Tras recibir una señal de Wendell, Alma Perdida lo siguió, lanzando una mirada venenosa a Kieran al pasar.
Dentro de esa mirada, quedó claro que Alma Perdida encontró algo de verdad en las palabras de Wendell.
Le dio confianza e incluso una idea.
Mientras tanto, Kieran permaneció en su lugar, viendo a esos dos caminar más allá de la cortina, cruzando tranquilamente los brazos.
‘Ah, me están subestimando.
Sin embargo, ¿es eso algo malo?
No lo creo.
No tengo ninguna razón válida para excederme y exponer mis capacidades actuales.’
Claro, en comparación con otros poderes, Kieran era insignificante.
Pero eso era solo en términos de la amplitud de influencia.
Tal como estaba, Kieran solo tenía parte de las fuerzas que deseaba adquirir a su respaldo.
A pesar de esto, Kieran simplemente ajustó su atuendo, alisando las arrugas que cualquier traje adquiriría después de movimientos repetidos, y luego se acercó a la cortina también.
‘Vamos a descubrir por qué hay tantos invitados sorpresa en mi supuesta reunión exclusiva.’
Cruzando el límite del set de entrevistas de la estación de noticias, Kieran fue recibido por un surtido de luces que brillaban en su dirección.
Ya fueran conscientes de su aproximación o si habían estado posicionadas de esa manera durante bastante tiempo, Kieran no lo sabía.
Pero no se preocupó por un detalle mínimo como ese.
Una vez que entró, las luces siguieron su acercamiento, que fue acompañado por un pequeño pero efectivo aplauso del panel en el escenario.
El set no era obscenamente grande, pero de ninguna manera era pequeño o incluso modesto.
Porque era el área principal de escenificación de la sede de Canal de Transmisión Fascinante—RBC, el set estaba diseñado para acomodar una gran reunión de personas.

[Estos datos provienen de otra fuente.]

//! Delivery of eviction events to registered listeners.
//!
//! The dispatcher is handed each evicted `(key, value)` pair by whichever
//! thread won the removal. Sync listeners run right there, in registration
//! order. Async listeners each get one job on the [`ListenerExecutor`];
//! jobs the pool refuses are run inline, so every async listener still sees
//! every eviction exactly once.
//!
//! A panicking listener is contained here: the panic becomes a
//! [`ExpiringMapError::ListenerFailure`], is logged and counted, and the
//! remaining listeners are still called.

use once_cell::sync::OnceCell;
use std::any::Any;
use std::fmt;
use std::panic::{self, AssertUnwindSafe};
use std::sync::Arc;
use tracing::{error, trace, warn};

use super::executor::{ExecutorConfig, ListenerExecutor, NotificationJob};
use super::{Delivery, ListenerId, ListenerRegistry};
use crate::error::{ExpiringMapError, panic_message};
use crate::stats::MapStats;

/// Routes eviction events to sync and async listeners.
pub struct NotificationDispatcher<K, V> {
    registry: ListenerRegistry<K, V>,
    stats: Arc<MapStats>,
    executor: OnceCell<Arc<ListenerExecutor>>,
    executor_config: ExecutorConfig,
    /// Whether the executor was supplied by the caller (and is therefore
    /// not ours to shut down).
    shared_executor: bool,
}

impl<K, V> NotificationDispatcher<K, V>
where
    K: Send + Sync + 'static,
    V: Send + Sync + 'static,
{
    /// Create a dispatcher that starts its own pool on first async delivery.
    pub fn new(stats: Arc<MapStats>, executor_config: ExecutorConfig) -> Self {
        Self {
            registry: ListenerRegistry::new(),
            stats,
            executor: OnceCell::new(),
            executor_config,
            shared_executor: false,
        }
    }

    /// Create a dispatcher that delivers async notifications on `executor`.
    pub fn with_executor(stats: Arc<MapStats>, executor: Arc<ListenerExecutor>) -> Self {
        let executor_config = executor.config();
        Self {
            registry: ListenerRegistry::new(),
            stats,
            executor: OnceCell::with_value(executor),
            executor_config,
            shared_executor: true,
        }
    }

    /// The listener registry.
    pub fn registry(&self) -> &ListenerRegistry<K, V> {
        &self.registry
    }

    /// Deliver one eviction to every listener registered right now.
    pub fn notify(&self, key: K, value: V) {
        let sync_listeners = self.registry.snapshot(Delivery::Sync);
        for registered in sync_listeners.iter() {
            let outcome = panic::catch_unwind(AssertUnwindSafe(|| {
                registered.listener.expired(&key, &value);
            }));
            match outcome {
                Ok(()) => self.stats.record_sync_notification(),
                Err(payload) => report_failure(&self.stats, registered.id, payload.as_ref()),
            }
        }

        let async_listeners = self.registry.snapshot(Delivery::Async);
        if async_listeners.is_empty() {
            return;
        }

        let pair = Arc::new((key, value));
        let executor = self.executor();
        for registered in async_listeners.iter() {
            let listener = Arc::clone(&registered.listener);
            let id = registered.id;
            let pair = Arc::clone(&pair);
            let stats = Arc::clone(&self.stats);

            let job = NotificationJob::new(id, move || {
                let (key, value) = &*pair;
                let outcome = panic::catch_unwind(AssertUnwindSafe(|| listener.expired(key, value)));
                match outcome {
                    Ok(()) => stats.record_async_notification(),
                    Err(payload) => report_failure(&stats, id, payload.as_ref()),
                }
            });

            match executor {
                Some(executor) => {
                    if let Err((reason, job)) = executor.submit(job) {
                        trace!(listener = %id, %reason, "Delivering async notification inline");
                        job.run();
                    }
                }
                None => job.run(),
            }
        }
    }

    /// The async pool, started on first use unless one was supplied.
    ///
    /// Returns `None` when the pool cannot be started; callers then deliver
    /// inline.
    fn executor(&self) -> Option<&Arc<ListenerExecutor>> {
        self.executor
            .get_or_try_init(|| ListenerExecutor::with_config(self.executor_config).map(Arc::new))
            .map_err(|e| error!(error = %e, "Failed to start listener executor"))
            .ok()
    }

    /// Stop the pool if this dispatcher started it.
    ///
    /// Queued jobs still run. Later async notifications are delivered inline.
    pub fn shutdown(&self) {
        if self.shared_executor {
            return;
        }
        if let Some(executor) = self.executor.get() {
            executor.shutdown();
        }
    }
}

impl<K, V> fmt::Debug for NotificationDispatcher<K, V> {
    fn fmt(&self, f: &mut fmt::Formatter<'_>) -> fmt::Result {
        f.debug_struct("NotificationDispatcher")
            .field("sync_listeners", &self.registry.len(Delivery::Sync))
            .field("async_listeners", &self.registry.len(Delivery::Async))
            .field("executor", &self.executor.get())
            .field("shared_executor", &self.shared_executor)
            .finish_non_exhaustive()
    }
}

fn report_failure(stats: &MapStats, listener: ListenerId, payload: &(dyn Any + Send)) {
    let failure = ExpiringMapError::ListenerFailure {
        listener,
        message: panic_message(payload),
    };
    warn!(error = %failure, "Listener panicked during notification");
    stats.record_listener_failure();
}
//! Deadline tracking for stored entries.
//!
//! Provides a min-heap of entry deadlines that answers "what expires next"
//! in O(1) and pops due entries in O(log n) each. Generation counters mark
//! heap entries that no longer back a live entry (removed, replaced, or
//! superseded by an earlier deadline) so they can be skipped without
//! searching the heap.

use parking_lot::Mutex;
use std::cmp::{Ordering as CmpOrdering, Reverse};
use std::collections::BinaryHeap;
use std::sync::atomic::{AtomicU64, Ordering};
use std::time::Instant;

/// An entry in the deadline heap.
#[derive(Debug, Clone)]
struct DeadlineEntry<K> {
    /// When the entry becomes due.
    deadline: Instant,
    /// Generation counter to detect stale entries.
    generation: u64,
    /// Key of the store entry.
    key: K,
}

impl<K> PartialEq for DeadlineEntry<K> {
    fn eq(&self, other: &Self) -> bool {
        self.deadline == other.deadline && self.generation == other.generation
    }
}

impl<K> Eq for DeadlineEntry<K> {}

impl<K> Ord for DeadlineEntry<K> {
    fn cmp(&self, other: &Self) -> CmpOrdering {
        // Earliest deadline first (wrapped in Reverse); generations are unique
        self.deadline
            .cmp(&other.deadline)
            .then(self.generation.cmp(&other.generation))
    }
}

impl<K> PartialOrd for DeadlineEntry<K> {
    fn partial_cmp(&self, other: &Self) -> Option<CmpOrdering> {
        Some(self.cmp(other))
    }
}

/// A due heap entry handed to the scheduler.
#[derive(Debug, Clone, PartialEq, Eq)]
pub struct DueSlot<K> {
    /// Key of the store entry.
    pub key: K,
    /// Deadline the heap entry was pushed with.
    pub deadline: Instant,
    /// Generation assigned at insertion.
    pub generation: u64,
}

/// Thread-safe deadline heap for tracking entry expirations.
///
/// Callers push while holding the entry's shard lock; the heap lock is
/// never held while a shard lock is acquired.
pub struct DeadlineHeap<K> {
    /// Min-heap of deadlines (using Reverse for earliest-first ordering).
    heap: Mutex<BinaryHeap<Reverse<DeadlineEntry<K>>>>,
    /// Next generation to hand out (monotonically increasing, starts at 1).
    generation: AtomicU64,
}

impl<K> DeadlineHeap<K> {
    /// Create a new empty deadline heap.
    pub fn new() -> Self {
        Self {
            heap: Mutex::new(BinaryHeap::new()),
            generation: AtomicU64::new(1),
        }
    }

    /// Insert a deadline for `key`.
    ///
    /// Returns the generation assigned to this heap entry. The caller stores
    /// it on the store entry so that later pops can be validated.
    pub fn insert(&self, key: K, deadline: Instant) -> u64 {
        let generation = self.generation.fetch_add(1, Ordering::Relaxed);
        self.heap.lock().push(Reverse(DeadlineEntry {
            deadline,
            generation,
            key,
        }));
        generation
    }

    /// Pop every heap entry whose deadline is at or before `now`.
    ///
    /// The caller must check each slot's generation against the store.
    pub fn pop_expired(&self, now: Instant) -> Vec<DueSlot<K>> {
        let mut expired = Vec::new();
        let mut heap = self.heap.lock();

        while heap.peek().is_some_and(|Reverse(entry)| entry.deadline <= now) {
            if let Some(Reverse(entry)) = heap.pop() {
                expired.push(DueSlot {
                    key: entry.key,
                    deadline: entry.deadline,
                    generation: entry.generation,
                });
            }
        }

        expired
    }

    /// Peek at the next deadline without removing it.
    ///
    /// Returns `None` if the heap is empty.
    pub fn peek_deadline(&self) -> Option<Instant> {
        self.heap.lock().peek().map(|Reverse(entry)| entry.deadline)
    }

    /// Get the number of entries in the heap.
    ///
    /// Note: This may include stale entries that haven't been cleaned up yet.
    pub fn len(&self) -> usize {
        self.heap.lock().len()
    }

    /// Check if the heap is empty.
    pub fn is_empty(&self) -> bool {
        self.heap.lock().is_empty()
    }

    /// Clear all entries from the heap.
    pub fn clear(&self) {
        self.heap.lock().clear();
    }

    /// Compact the heap by removing entries that fail the validity predicate.
    ///
    /// The heap is drained under its lock, filtered without it (the predicate
    /// may take shard locks), and merged back with anything pushed meanwhile.
    /// Only the thread that consumes the heap may call this, since entries
    /// are briefly invisible to `peek_deadline`.
    ///
    /// Returns the number of entries removed.
    pub fn compact<F>(&self, is_valid: F) -> usize
    where
        F: Fn(&K, u64) -> bool,
    {
        let drained = std::mem::take(&mut *self.heap.lock());
        let old_len = drained.len();

        let valid: Vec<_> = drained
            .into_iter()
            .filter(|Reverse(entry)| is_valid(&entry.key, entry.generation))
            .collect();
        let removed = old_len - valid.len();

        self.heap.lock().extend(valid);
        removed
    }
}

impl<K> Default for DeadlineHeap<K> {
    fn default() -> Self {
        Self::new()
    }
}


/// Property-based tests using proptest.
#[cfg(test)]
mod proptest_tests {
    use super::*;
    use proptest::prelude::*;
    use std::time::Duration;

    proptest! {
        /// Popping at any cutoff returns exactly the entries at or before it,
        /// earliest first.
        #[test]
        fn pop_expired_returns_due_prefix_in_order(
            offsets in prop::collection::vec(0u64..10_000, 0..100),
            cutoff in 0u64..10_000
        ) {
            let base = Instant::now();
            let heap = DeadlineHeap::new();
            for (key, offset) in offsets.iter().enumerate() {
                heap.insert(key, base + Duration::from_millis(*offset));
            }

            let now = base + Duration::from_millis(cutoff);
            let popped = heap.pop_expired(now);

            let expected = offsets.iter().filter(|o| **o <= cutoff).count();
            prop_assert_eq!(popped.len(), expected);
            prop_assert_eq!(heap.len(), offsets.len() - expected);
            prop_assert!(popped.windows(2).all(|w| w[0].deadline <= w[1].deadline));
            prop_assert!(popped.iter().all(|slot| slot.deadline <= now));
            if let Some(next) = heap.peek_deadline() {
                prop_assert!(next > now);
            }
        }
    }
}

Todo mientras estuvieran cómodamente sentados en las sillas disponibles.
—Bienvenido, Sr.
Plata —dijo un hombre cortésmente, haciendo un gesto para que Kieran tomara asiento en el escenario acompañado por Wendell y los demás.
Intriga brilló en los ojos de Wendell cuando el reportero saludó a Kieran de esta manera.
Obtener un pedazo de información previamente no disponible siempre era un regalo bienvenido.
—Agradezco la cálida bienvenida —respondió Kieran.
Tras su respuesta, Kieran miró alrededor de la habitación, prontamente identificando a sus amigos de pie fuera del alcance de la cámara, justo detrás de los asientos en la periferia del set.
—¿Ha sido ocupado el asiento destinado para mi séquito?
—con la pregunta rondando su mente, Kieran miró en dirección de Allan Peters, llevando una expresión inquisitiva.
Con cuidado de no interrumpir la entrevista que comenzaba, Allan Peters cautelosamente articuló la palabra “no” por una buena razón.
Él era muy consciente de la reputación de Kieran de represalias imprudentes.
Su propensión a cosechar destrucción, sembrar el caos y aniquilar la oposición era asombrosa.
Sin embargo, Allan Peters temía eso lo más porque este no era el ambiente para invocar esa inclinación.
En medio de su intercambio de miradas, señales y sugerencias sin palabras, una voz agradable resonó alrededor del set.
Exponiendo puntualidad y profesionalismo en su máximo grado, las luces se atenuaron en el exterior pero permanecieron intactas en el escenario, realzando el enfoque.
—Estamos en vivo en 3… 2…
—Hola, damas y caballeros.
Quiero comenzar esta noche especial diciendo que espero que estén teniendo una noche fantástica.
Ahora esto es un regalo para esos grandes fanáticos de Zenith Online, así que espero que hayan estado atentos porque, como anunciamos en el segmento anterior dirigido por mis colegas, tenemos varios personalidades de juegos extremadamente talentosas y conocidas.